In the history of its development, the development of the concept

of assembling parts of Indonesia there are several theoretical

foundation that also coloring existence. First is Walter Isard as a

pioneer who studied the regional science causality of the main factors

forming region of space, the physical factors, socio-economic, and

cultural. Both are Hirschmann (1950's era) that gave rise to the theory

of polarization effects and the trickling down effect by arguing that the

development of a region does not occur simultaneously (unbalanced

development). Third is Myrdal (1950's era) with a theory that explains

the relationship between the forward and rear areas of the term

backwash effect and spreadwash effect. Fourth is Freadmann (the

1960's) that places more emphasis on hierarchy formation in order to

facilitate the development of systems development that became known

as the theory of economic growth centers. Fifth is Douglass (70's era)

that introduces the birth model of rural-urban linkages (rural-urban

linkages) in the development of the region. The existence of the basic

theory and concept development in the region and then enriched with

ideas born of the sons of the nation's thinking. Among them are Sutami

(1970's era) with the idea that the intensive development of

infrastructure to support the use of natural resources will be able to

accelerate the development of the region. Poernomosidhi (transition

era) contributed to the birth of the concept of the cities and hikarki

hiriarki roads through kota.Selanjutnya order is Ruslan Diwiryo (the

1980's) who introduced the concept of pattern and structure of the

space that even a major inspiration for the birth of Law No. 24/1992 on

spatial planning . The concept of the development of the region began

to be directed to address regional disparities, between regions in the

island, as well as between urban and rural areas. Recent developments

in the early centuries and even millennia, directing regional

development concept as a means to realize the integration of the

unitary Republic of Indonesia.

Based on the understanding of the theoretical and empirical

experiences above, then the conceptual understanding of regional

development can be formulated as a series of attempts to bring

coherence in the use of various resources, glue and balancing national

development and national territorial integrity, increase harmony

between regions, through the integration between the development

sector on an understanding theoretical and empirical experiences

above, then the conceptual understanding of regional development can

be formulated as a series of attempts to bring coherence in the use of

various resources, glue and balancing national development and unity

of the national territory, increasing inter-regional harmony, integration

between the development sector through the process of spatial

planning role in the achievement of sustainable development goals in

the container Homeland.

Building on the above understanding of the development should

not only be held to meet sectoral objectives partial sufficient, but more

than that, construction was held to meet the objectives of regional

development is comprehensive and holistic approach by considering

compatibility between various resources as a key element forming

chamber (source natural, artificial, human and system activity), which

is supported by the legal and institutional system that surrounded him.

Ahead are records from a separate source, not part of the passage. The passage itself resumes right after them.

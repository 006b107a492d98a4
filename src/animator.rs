//! Animation seam between the controller and whatever drives presentation.

use std::time::Duration;

// =============================================================================
// Channels
// =============================================================================

/// A scalar the controller animates.
#[derive(Debug, Clone, Copy, PartialEq, Eq, Hash)]
pub enum Channel {
    /// Ring-light intensity in `[0, 1]`.
    Intensity,
    /// Indicator opacity in `[0, 1]`.
    IndicatorOpacity,
    /// Indicator scale, 1.0 when fully shown.
    IndicatorScale,
}

impl Channel {
    /// All channels, in a fixed order.
    pub const ALL: [Channel; 3] = [
        Channel::Intensity,
        Channel::IndicatorOpacity,
        Channel::IndicatorScale,
    ];

    pub(crate) fn index(self) -> usize {
        match self {
            Channel::Intensity => 0,
            Channel::IndicatorOpacity => 1,
            Channel::IndicatorScale => 2,
        }
    }
}

// =============================================================================
// Easing
// =============================================================================

/// Cubic easing curves for timed transitions.
#[derive(Debug, Clone, Copy, PartialEq, Eq, Default)]
pub enum Easing {
    /// Constant speed.
    Linear,
    /// Slow start.
    EaseIn,
    /// Slow finish.
    #[default]
    EaseOut,
    /// Slow start and finish.
    EaseInOut,
}

impl Easing {
    /// Map linear progress `t` to eased progress.
    ///
    /// `t` is clamped to `[0, 1]`; every curve is monotonic with
    /// `apply(0) == 0` and `apply(1) == 1`.
    pub fn apply(self, t: f32) -> f32 {
        let t = t.clamp(0.0, 1.0);
        match self {
            Easing::Linear => t,
            Easing::EaseIn => t * t * t,
            Easing::EaseOut => 1.0 - (1.0 - t).powi(3),
            Easing::EaseInOut => {
                if t < 0.5 {
                    4.0 * t * t * t
                } else {
                    1.0 - (-2.0 * t + 2.0).powi(3) / 2.0
                }
            }
        }
    }
}

// =============================================================================
// Spring
// =============================================================================

/// Physical parameters for a damped spring transition.
#[derive(Debug, Clone, Copy, PartialEq)]
pub struct SpringConfig {
    /// Spring stiffness (k).
    pub stiffness: f32,
    /// Damping coefficient (c).
    pub damping: f32,
    /// Attached mass (m).
    pub mass: f32,
}

impl SpringConfig {
    /// Slightly underdamped preset with a small overshoot.
    pub const DEFAULT: SpringConfig = SpringConfig {
        stiffness: 180.0,
        damping: 18.0,
        mass: 1.0,
    };

    /// Displacement and velocity below which a spring counts as settled.
    pub const REST_TOLERANCE: f32 = 1e-3;
}

impl Default for SpringConfig {
    fn default() -> Self {
        Self::DEFAULT
    }
}

// =============================================================================
// Transition
// =============================================================================

/// How a channel should move to its new target.
#[derive(Debug, Clone, Copy, PartialEq)]
pub enum Transition {
    /// Jump to the target on the next read.
    Immediate,
    /// Interpolate over a fixed duration.
    Timing {
        /// Total duration.
        duration: Duration,
        /// Curve applied to linear progress.
        easing: Easing,
    },
    /// Spring physics; the duration is whatever the spring needs to settle.
    Spring(SpringConfig),
}

impl Transition {
    /// A timed transition.
    pub fn timing(duration: Duration, easing: Easing) -> Self {
        Transition::Timing { duration, easing }
    }

    /// A spring transition with [`SpringConfig::DEFAULT`].
    pub fn spring() -> Self {
        Transition::Spring(SpringConfig::DEFAULT)
    }
}

// =============================================================================
// Animator Trait
// =============================================================================

/// Drives scalar channels toward targets.
///
/// The controller only issues requests and reads values back. Implementations
/// decide how and when values move: [`TweenAnimator`](crate::TweenAnimator)
/// steps them on frame ticks, [`InstantAnimator`](crate::InstantAnimator)
/// completes every request at once.
pub trait Animator {
    /// Start moving `channel` toward `target`, replacing any running motion.
    fn animate(&mut self, channel: Channel, target: f32, transition: Transition);

    /// The value currently presented for `channel`.
    fn value(&self, channel: Channel) -> f32;

    /// Whether any channel is still moving.
    fn is_animating(&self) -> bool;
}

impl<A: Animator + ?Sized> Animator for Box<A> {
    fn animate(&mut self, channel: Channel, target: f32, transition: Transition) {
        (**self).animate(channel, target, transition);
    }

    fn value(&self, channel: Channel) -> f32 {
        (**self).value(channel)
    }

    fn is_animating(&self) -> bool {
        (**self).is_animating()
    }
}
//! Tunables for the intensity controller and the overlay.

use crate::animator::{Easing, SpringConfig};
use crate::error::ConfigError;

use std::time::Duration;

/// Auto-hide delays keyed on the settled intensity.
#[derive(Debug, Clone, Copy, PartialEq, Eq)]
pub struct HideDelays {
    /// Delay after settling fully off.
    pub off: Duration,
    /// Delay after settling at full brightness.
    pub full: Duration,
    /// Delay after settling anywhere in between.
    pub partial: Duration,
}

impl HideDelays {
    /// Pick the delay for a settled target.
    ///
    /// Exact comparison is intended: after snapping, fully off and fully on
    /// are always exactly `0.0` and `1.0`.
    pub fn for_target(&self, target: f32) -> Duration {
        if target == 0.0 {
            self.off
        } else if target == 1.0 {
            self.full
        } else {
            self.partial
        }
    }
}

impl Default for HideDelays {
    fn default() -> Self {
        Self {
            off: Duration::from_millis(250),
            full: Duration::from_millis(500),
            partial: Duration::from_millis(1000),
        }
    }
}

/// Every tunable of the ring-light controller and its overlay.
///
/// Use [`RingLightConfig::validate`] before handing a hand-built config to
/// anything; [`IntensityController::with_config`](crate::IntensityController::with_config)
/// does so itself.
#[derive(Debug, Clone, PartialEq)]
pub struct RingLightConfig {
    /// Fraction of the interaction width that maps to a full ±1 intensity change.
    pub reference_span_fraction: f32,
    /// Settle targets below this snap to 0.
    pub snap_off_below: f32,
    /// Settle targets above this snap to 1.
    pub snap_full_above: f32,
    /// Duration of the post-release intensity animation.
    pub settle_duration: Duration,
    /// Curve of the post-release intensity animation.
    pub settle_easing: Easing,
    /// Auto-hide delays.
    pub hide_delays: HideDelays,
    /// Duration of the indicator fade-out.
    pub hide_duration: Duration,
    /// Indicator scale once hidden.
    pub hidden_scale: f32,
    /// Spring used to pop the indicator in.
    pub indicator_spring: SpringConfig,
    /// Maximum edge band thickness as a fraction of the surface dimension.
    pub edge_coverage: f32,
    /// Maximum corner glow side as a fraction of the shorter surface side.
    pub corner_coverage: f32,
}

impl Default for RingLightConfig {
    fn default() -> Self {
        Self {
            reference_span_fraction: 0.5,
            snap_off_below: 0.1,
            snap_full_above: 0.9,
            settle_duration: Duration::from_millis(300),
            settle_easing: Easing::EaseOut,
            hide_delays: HideDelays::default(),
            hide_duration: Duration::from_millis(200),
            hidden_scale: 0.8,
            indicator_spring: SpringConfig::DEFAULT,
            edge_coverage: 0.12,
            corner_coverage: 0.35,
        }
    }
}

impl RingLightConfig {
    /// Check every field against its valid range.
    pub fn validate(&self) -> Result<(), ConfigError> {
        check_fraction("reference_span_fraction", self.reference_span_fraction)?;
        check_unit("snap_off_below", self.snap_off_below)?;
        check_unit("snap_full_above", self.snap_full_above)?;
        check_unit("hidden_scale", self.hidden_scale)?;
        check_fraction("edge_coverage", self.edge_coverage)?;
        check_fraction("corner_coverage", self.corner_coverage)?;
        check_spring(&self.indicator_spring)?;

        if self.snap_off_below > self.snap_full_above {
            return Err(ConfigError::InvalidThresholds {
                snap_off: self.snap_off_below,
                snap_full: self.snap_full_above,
            });
        }
        Ok(())
    }

    /// Apply the deadzone and full-zone snap to a raw settle target.
    pub fn snap(&self, raw: f32) -> f32 {
        if raw < self.snap_off_below {
            0.0
        } else if raw > self.snap_full_above {
            1.0
        } else {
            raw
        }
    }
}

// Closed range [0, 1].
fn check_unit(field: &'static str, value: f32) -> Result<(), ConfigError> {
    if (0.0..=1.0).contains(&value) {
        Ok(())
    } else {
        Err(ConfigError::OutOfRange {
            field,
            value,
            min: 0.0,
            max: 1.0,
        })
    }
}

// Half-open range (0, 1].
fn check_fraction(field: &'static str, value: f32) -> Result<(), ConfigError> {
    if value > 0.0 && value <= 1.0 {
        Ok(())
    } else {
        Err(ConfigError::OutOfRange {
            field,
            value,
            min: 0.0,
            max: 1.0,
        })
    }
}

// Stiffness and mass strictly positive, damping non-negative, all finite.
fn check_spring(spring: &SpringConfig) -> Result<(), ConfigError> {
    let checks = [
        ("indicator_spring.stiffness", spring.stiffness, spring.stiffness > 0.0),
        ("indicator_spring.damping", spring.damping, spring.damping >= 0.0),
        ("indicator_spring.mass", spring.mass, spring.mass > 0.0),
    ];
    for (field, value, in_range) in checks {
        if !(in_range && value.is_finite()) {
            return Err(ConfigError::OutOfRange {
                field,
                value,
                min: 0.0,
                max: f32::INFINITY,
            });
        }
    }
    Ok(())
}
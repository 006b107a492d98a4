use std::time::Instant;

use iced::mouse;
use iced::widget::{button, canvas, column, container, mouse_area, text};
use iced::window;
use iced::{Color, Element, Length, Point, Rectangle, Renderer, Size, Subscription, Task, Theme};
use log::{debug, warn};
use ringlight_core::{
    Backdrop, GlowLayout, IndicatorView, IntensityController, RingLight, Size as SurfaceSize,
};

const WINDOW_WIDTH: f32 = 420.0;
const WINDOW_HEIGHT: f32 = 860.0;

// Stand-in for the camera feed.
const PREVIEW_BACKGROUND: Color = Color {
    r: 0.08,
    g: 0.08,
    b: 0.1,
    a: 1.0,
};
const GLOW_ALPHA: f32 = 0.85;

const INDICATOR_WIDTH_FRACTION: f32 = 0.6;
const INDICATOR_HEIGHT: f32 = 8.0;
const INDICATOR_BOTTOM_MARGIN: f32 = 96.0;

pub fn main() -> iced::Result {
    env_logger::init();

    iced::application(MirrorApp::default, MirrorApp::update, MirrorApp::view)
        .title("Ring Light Mirror")
        .window_size((WINDOW_WIDTH, WINDOW_HEIGHT))
        .subscription(MirrorApp::subscription)
        .theme(MirrorApp::theme)
        .run()
}

struct MirrorApp {
    controller: IntensityController,
    camera_permission: bool,

    drag: DragTracker,
}

#[derive(Debug, Clone)]
enum Message {
    // Drag gesture
    Pressed,
    Moved(Point),
    Released,
    Exited,

    // Frame loop and window
    Frame(Instant),
    Resized(Size),

    // Camera permission
    RequestPermission,
}

impl Default for MirrorApp {
    fn default() -> Self {
        let mut controller = IntensityController::tweened();
        if let Err(e) = controller.set_interaction_width(WINDOW_WIDTH) {
            warn!("keeping default reference span: {}", e);
        }

        Self {
            controller,
            camera_permission: false,
            drag: DragTracker::default(),
        }
    }
}

impl MirrorApp {
    fn update(&mut self, message: Message) -> Task<Message> {
        match message {
            Message::Pressed => match self.controller.gesture_start() {
                Ok(()) => self.drag.press(),
                Err(e) => debug!("press ignored: {}", e),
            },

            Message::Moved(position) => {
                if let Some(dx) = self.drag.move_to(position)
                    && let Err(e) = self.controller.gesture_update(dx)
                {
                    debug!("drag update ignored: {}", e);
                }
            }

            Message::Released => {
                let dx = self.drag.release();
                self.end_drag(dx);
            }

            Message::Exited => {
                let dx = self.drag.exit();
                self.end_drag(dx);
            }

            Message::Frame(now) => {
                self.controller.animator_mut().advance(now);
                self.controller.tick(now);
            }

            Message::Resized(size) => {
                if let Err(e) = self.controller.set_interaction_width(size.width) {
                    warn!("resize ignored: {}", e);
                }
            }

            Message::RequestPermission => {
                self.camera_permission = true;
            }
        }

        Task::none()
    }

    fn end_drag(&mut self, dx: Option<f32>) {
        let Some(dx) = dx else {
            return;
        };
        match self.controller.gesture_end(dx, Instant::now()) {
            Ok(settle) => debug!("settling to {}", settle.target),
            Err(e) => warn!("release ignored: {}", e),
        }
    }

    fn view(&self) -> Element<'_, Message> {
        match Backdrop::from_permission(self.camera_permission) {
            Backdrop::PermissionExplainer => {
                let content = column![
                    text("Camera access needed").size(24),
                    text("The mirror shows your front camera. Allow access to use the ring light.")
                        .size(14),
                    button("Allow camera").on_press(Message::RequestPermission),
                ]
                .spacing(15)
                .padding(20);

                container(content).center(Length::Fill).into()
            }

            Backdrop::CameraPreview => {
                let scene = canvas(Scene {
                    ring: RingLight::from_config(self.controller.config()),
                    intensity: self.controller.displayed_intensity(),
                    indicator: self.controller.indicator(),
                })
                .width(Length::Fill)
                .height(Length::Fill);

                mouse_area(scene)
                    .on_press(Message::Pressed)
                    .on_move(Message::Moved)
                    .on_release(Message::Released)
                    .on_exit(Message::Exited)
                    .into()
            }
        }
    }

    fn subscription(&self) -> Subscription<Message> {
        let resize = window::resize_events().map(|(_id, size)| Message::Resized(size));

        if self.controller.needs_frames() {
            Subscription::batch([resize, window::frames().map(Message::Frame)])
        } else {
            resize
        }
    }

    fn theme(&self) -> Theme {
        Theme::Dark
    }
}

// =============================================================================
// Pointer tracking
// =============================================================================

#[derive(Debug, Clone, Copy, Default, PartialEq)]
enum Anchor {
    #[default]
    Released,
    // Pressed before any position was reported.
    Pending,
    At(Point),
}

/// Turns pointer events into horizontal drag translations.
#[derive(Debug, Default)]
struct DragTracker {
    cursor: Option<Point>,
    anchor: Anchor,
}

impl DragTracker {
    fn press(&mut self) {
        self.anchor = match self.cursor {
            Some(position) => Anchor::At(position),
            None => Anchor::Pending,
        };
    }

    /// Record a move; returns the translation while a drag is held.
    fn move_to(&mut self, position: Point) -> Option<f32> {
        self.cursor = Some(position);
        match self.anchor {
            Anchor::Released => None,
            Anchor::Pending => {
                self.anchor = Anchor::At(position);
                Some(0.0)
            }
            Anchor::At(anchor) => Some(position.x - anchor.x),
        }
    }

    /// End the drag; returns the final translation if one was held.
    fn release(&mut self) -> Option<f32> {
        match std::mem::take(&mut self.anchor) {
            Anchor::Released => None,
            Anchor::Pending => Some(0.0),
            Anchor::At(anchor) => Some(self.cursor.map_or(0.0, |cursor| cursor.x - anchor.x)),
        }
    }

    /// The pointer left the surface; its last position is no longer current.
    fn exit(&mut self) -> Option<f32> {
        let dx = self.release();
        self.cursor = None;
        dx
    }
}

// =============================================================================
// Scene
// =============================================================================

struct Scene {
    ring: RingLight,
    intensity: f32,
    indicator: IndicatorView,
}

impl<Message> canvas::Program<Message> for Scene {
    type State = ();

    fn draw(
        &self,
        _state: &Self::State,
        renderer: &Renderer,
        _theme: &Theme,
        bounds: Rectangle,
        _cursor: mouse::Cursor,
    ) -> Vec<canvas::Geometry> {
        let mut frame = canvas::Frame::new(renderer, bounds.size());
        frame.fill_rectangle(Point::ORIGIN, bounds.size(), PREVIEW_BACKGROUND);

        let glow = self
            .ring
            .layout(self.intensity, SurfaceSize::new(bounds.width, bounds.height));
        draw_glow(&mut frame, &glow);
        draw_indicator(&mut frame, &self.indicator, bounds.size());

        vec![frame.into_geometry()]
    }
}

fn draw_glow(frame: &mut canvas::Frame, glow: &GlowLayout) {
    if glow.is_dark() {
        return;
    }

    let color = Color::from_rgba(1.0, 1.0, 1.0, GLOW_ALPHA * glow.alpha);
    for region in glow.regions().iter().filter(|region| !region.is_empty()) {
        frame.fill_rectangle(
            Point::new(region.x, region.y),
            Size::new(region.width, region.height),
            color,
        );
    }
}

fn draw_indicator(frame: &mut canvas::Frame, indicator: &IndicatorView, surface: Size) {
    if !indicator.is_drawn() {
        return;
    }

    let width = surface.width * INDICATOR_WIDTH_FRACTION * indicator.scale;
    let height = INDICATOR_HEIGHT * indicator.scale;
    let origin = Point::new(
        (surface.width - width) / 2.0,
        surface.height - INDICATOR_BOTTOM_MARGIN - height / 2.0,
    );

    frame.fill_rectangle(
        origin,
        Size::new(width, height),
        Color::from_rgba(1.0, 1.0, 1.0, 0.25 * indicator.opacity),
    );
    frame.fill_rectangle(
        origin,
        Size::new(width * indicator.fill, height),
        Color::from_rgba(1.0, 0.97, 0.9, 0.95 * indicator.opacity),
    );
}
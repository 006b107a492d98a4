//! Renderer-facing geometry for the ring-light glow and the indicator.
//!
//! Everything here is a pure function of the displayed intensity and the
//! surface size, so any toolkit can draw it.

use crate::animator::{Animator, Channel};
use crate::config::RingLightConfig;

/// Width and height of the interaction surface.
#[derive(Debug, Clone, Copy, PartialEq, Default)]
pub struct Size {
    /// Width.
    pub width: f32,
    /// Height.
    pub height: f32,
}

impl Size {
    /// Create a size.
    pub fn new(width: f32, height: f32) -> Self {
        Self { width, height }
    }
}

/// An axis-aligned rectangle, origin at the top-left of the surface.
#[derive(Debug, Clone, Copy, PartialEq, Default)]
pub struct Rect {
    /// Left edge.
    pub x: f32,
    /// Top edge.
    pub y: f32,
    /// Width.
    pub width: f32,
    /// Height.
    pub height: f32,
}

impl Rect {
    /// Create a rectangle.
    pub fn new(x: f32, y: f32, width: f32, height: f32) -> Self {
        Self {
            x,
            y,
            width,
            height,
        }
    }

    /// Whether the rectangle covers no area.
    pub fn is_empty(&self) -> bool {
        self.width <= 0.0 || self.height <= 0.0
    }
}

/// Glow bands along the four screen edges.
#[derive(Debug, Clone, Copy, PartialEq, Default)]
pub struct Edges {
    /// Band along the top edge.
    pub top: Rect,
    /// Band along the bottom edge.
    pub bottom: Rect,
    /// Band along the left edge.
    pub left: Rect,
    /// Band along the right edge.
    pub right: Rect,
}

/// Square glows filling the four screen corners.
#[derive(Debug, Clone, Copy, PartialEq, Default)]
pub struct Corners {
    /// Top-left corner.
    pub top_left: Rect,
    /// Top-right corner.
    pub top_right: Rect,
    /// Bottom-left corner.
    pub bottom_left: Rect,
    /// Bottom-right corner.
    pub bottom_right: Rect,
}

/// Glow geometry for one frame.
#[derive(Debug, Clone, Copy, PartialEq, Default)]
pub struct GlowLayout {
    /// Opacity of the glow, equal to the intensity.
    pub alpha: f32,
    /// Edge bands.
    pub edges: Edges,
    /// Corner glows.
    pub corners: Corners,
}

impl GlowLayout {
    /// All eight regions: edges first, then corners.
    pub fn regions(&self) -> [Rect; 8] {
        [
            self.edges.top,
            self.edges.bottom,
            self.edges.left,
            self.edges.right,
            self.corners.top_left,
            self.corners.top_right,
            self.corners.bottom_left,
            self.corners.bottom_right,
        ]
    }

    /// Whether the light is off.
    pub fn is_dark(&self) -> bool {
        self.alpha <= 0.0
    }
}

/// Lays out the ring-light glow.
#[derive(Debug, Clone, Copy, PartialEq)]
pub struct RingLight {
    /// Edge band thickness at full intensity, as a fraction of the surface dimension.
    pub edge_coverage: f32,
    /// Corner side at full intensity, as a fraction of the shorter surface side.
    pub corner_coverage: f32,
}

impl RingLight {
    /// Take coverage fractions from a config.
    pub fn from_config(config: &RingLightConfig) -> Self {
        Self {
            edge_coverage: config.edge_coverage,
            corner_coverage: config.corner_coverage,
        }
    }

    /// Compute the glow for `intensity` on a surface of `size`.
    ///
    /// Intensity is clamped to `[0, 1]`. Top and bottom bands scale with the
    /// surface height, left and right bands with its width.
    pub fn layout(&self, intensity: f32, size: Size) -> GlowLayout {
        let intensity = if intensity.is_nan() {
            0.0
        } else {
            intensity.clamp(0.0, 1.0)
        };
        let Size { width, height } = size;

        let horizontal_band = intensity * self.edge_coverage * height;
        let vertical_band = intensity * self.edge_coverage * width;
        let corner = intensity * self.corner_coverage * width.min(height);

        GlowLayout {
            alpha: intensity,
            edges: Edges {
                top: Rect::new(0.0, 0.0, width, horizontal_band),
                bottom: Rect::new(0.0, height - horizontal_band, width, horizontal_band),
                left: Rect::new(0.0, 0.0, vertical_band, height),
                right: Rect::new(width - vertical_band, 0.0, vertical_band, height),
            },
            corners: Corners {
                top_left: Rect::new(0.0, 0.0, corner, corner),
                top_right: Rect::new(width - corner, 0.0, corner, corner),
                bottom_left: Rect::new(0.0, height - corner, corner, corner),
                bottom_right: Rect::new(width - corner, height - corner, corner, corner),
            },
        }
    }
}

impl Default for RingLight {
    fn default() -> Self {
        Self::from_config(&RingLightConfig::default())
    }
}

/// What the intensity indicator should look like this frame.
#[derive(Debug, Clone, Copy, PartialEq)]
pub struct IndicatorView {
    /// Whether the indicator is logically shown (it may still be fading out when false).
    pub visible: bool,
    /// Current opacity.
    pub opacity: f32,
    /// Current scale.
    pub scale: f32,
    /// Filled proportion of the slider track, equal to the displayed intensity.
    pub fill: f32,
}

impl IndicatorView {
    /// Read the indicator channels from an animator.
    pub fn from_animator<A: Animator + ?Sized>(animator: &A, visible: bool) -> Self {
        Self {
            visible,
            opacity: animator.value(Channel::IndicatorOpacity).clamp(0.0, 1.0),
            scale: animator.value(Channel::IndicatorScale),
            fill: animator.value(Channel::Intensity).clamp(0.0, 1.0),
        }
    }

    /// Whether anything needs drawing.
    pub fn is_drawn(&self) -> bool {
        self.opacity > 0.0
    }
}

/// What sits behind the glow.
#[derive(Debug, Clone, Copy, PartialEq, Eq)]
pub enum Backdrop {
    /// Live front-camera preview.
    CameraPreview,
    /// Static view explaining that camera access is needed.
    PermissionExplainer,
}

impl Backdrop {
    /// Pick the backdrop from the camera permission flag.
    pub fn from_permission(granted: bool) -> Self {
        if granted {
            Backdrop::CameraPreview
        } else {
            Backdrop::PermissionExplainer
        }
    }
}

The development of energy related area is preferred to meet the

goals in the region's energy needs and the needs of the industry

tanggga. Since the oil crisis, the attention of the world, including

Indonesia, the development of renewable energy sources and

technologies of oil is increasing. Dependence only on fossil energy

sources and imports for energy, particularly oil, natural gas and coal as

well as increasing energy demand in Indonesia, should be anticipated

through the efforts of developing alternative energy sources available

and environmentally friendly. Development of rural areas have

considerable opportunity for berkontribisi in alternative energy

development program. Under the direction of the national team

developing alternative energy biofuels (BBN), in the area should be

linked poverty alleviation and job creation. In addition, the

development of biogas in rural areas also need to consider the benefits

and feasibility in order to take place on an ongoing basis. In relation to

the benefits, biogas is a renewable energy source that can address

energy needs and produce organic fertilizer in the form of solid and

liquid. The use of livestock manure into biogas by anaerobic

fermentation using bacteria and methanogens can support the

application of the concept of zero waste, so the practice of sustainable

agriculture and environmentally friendly can be achieved (Andreas

Wiji SP, 2010).

Enny Ariani, et al (2007), some of the advantages livestock waste

utilization in rural areas are: 1. reduce the cost of purchasing kerosene

or LPG gas, and energy-efficient in the search for firewood, 2.

environmentally friendly because livestock waste that had been

allowed to be utilized, 3. incidental produce organic sludge that can be

processed into compost, and 4. support the government's energy-saving

program.

b. Authenticity Research

Pandansimo a rural area in the district Poncosari Bantul.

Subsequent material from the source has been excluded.